▶ **Task directions**: As an exercise, copy out the entries exactly as written.

▶ **Supplied records**:
--- START ---

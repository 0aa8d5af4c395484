//! An incremental build engine with dynamically discovered dependencies.
//!
//! Front ends register [`rule::Rule`]s for keys and ask an
//! [`engine::Engine`] to build some of them.  Tasks discover their inputs as
//! they run; the engine records them in a [`db::Database`] so the next build
//! only reruns what changed.

pub mod db;
mod densemap;
pub mod engine;
pub mod error;
pub mod fs;
pub mod graph;
pub mod key;
pub mod progress;
pub mod rule;
mod runner;
pub mod signal;
mod trace;
pub mod value;

pub use engine::{BuildReport, Config, Diagnostic, Engine};
pub use error::{DbError, Error, Failure};
pub use key::Key;
pub use rule::{CancelToken, FnRule, Rule, Rules, Step, Task, TaskContext};
pub use value::{Signature, Value};

/// The version string reported by the tool.
pub fn version() -> &'static str {
    concat!("buildcore version ", env!("CARGO_PKG_VERSION"))
}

--- END ---

▶ **Task answer**:
repository 0aa8d5af4c395484
//! An incremental build engine with dynamically discovered dependencies.
//!
//! Front ends register [`rule::Rule`]s for keys and ask an
//! [`engine::Engine`] to build some of them.  Tasks discover their inputs as
//! they run; the engine records them in a [`db::Database`] so the next build
//! only reruns what changed.

pub mod db;
mod densemap;
pub mod engine;
pub mod error;
pub mod fs;
pub mod graph;
pub mod key;
pub mod progress;
pub mod rule;
mod runner;
pub mod signal;
mod trace;
pub mod value;

pub use engine::{BuildReport, Config, Diagnostic, Engine};
pub use error::{DbError, Error, Failure};
pub use key::Key;
pub use rule::{CancelToken, FnRule, Rule, Rules, Step, Task, TaskContext};
pub use value::{Signature, Value};

/// The version string reported by the tool.
pub fn version() -> &'static str {
    concat!("buildcore version ", env!("CARGO_PKG_VERSION"))
}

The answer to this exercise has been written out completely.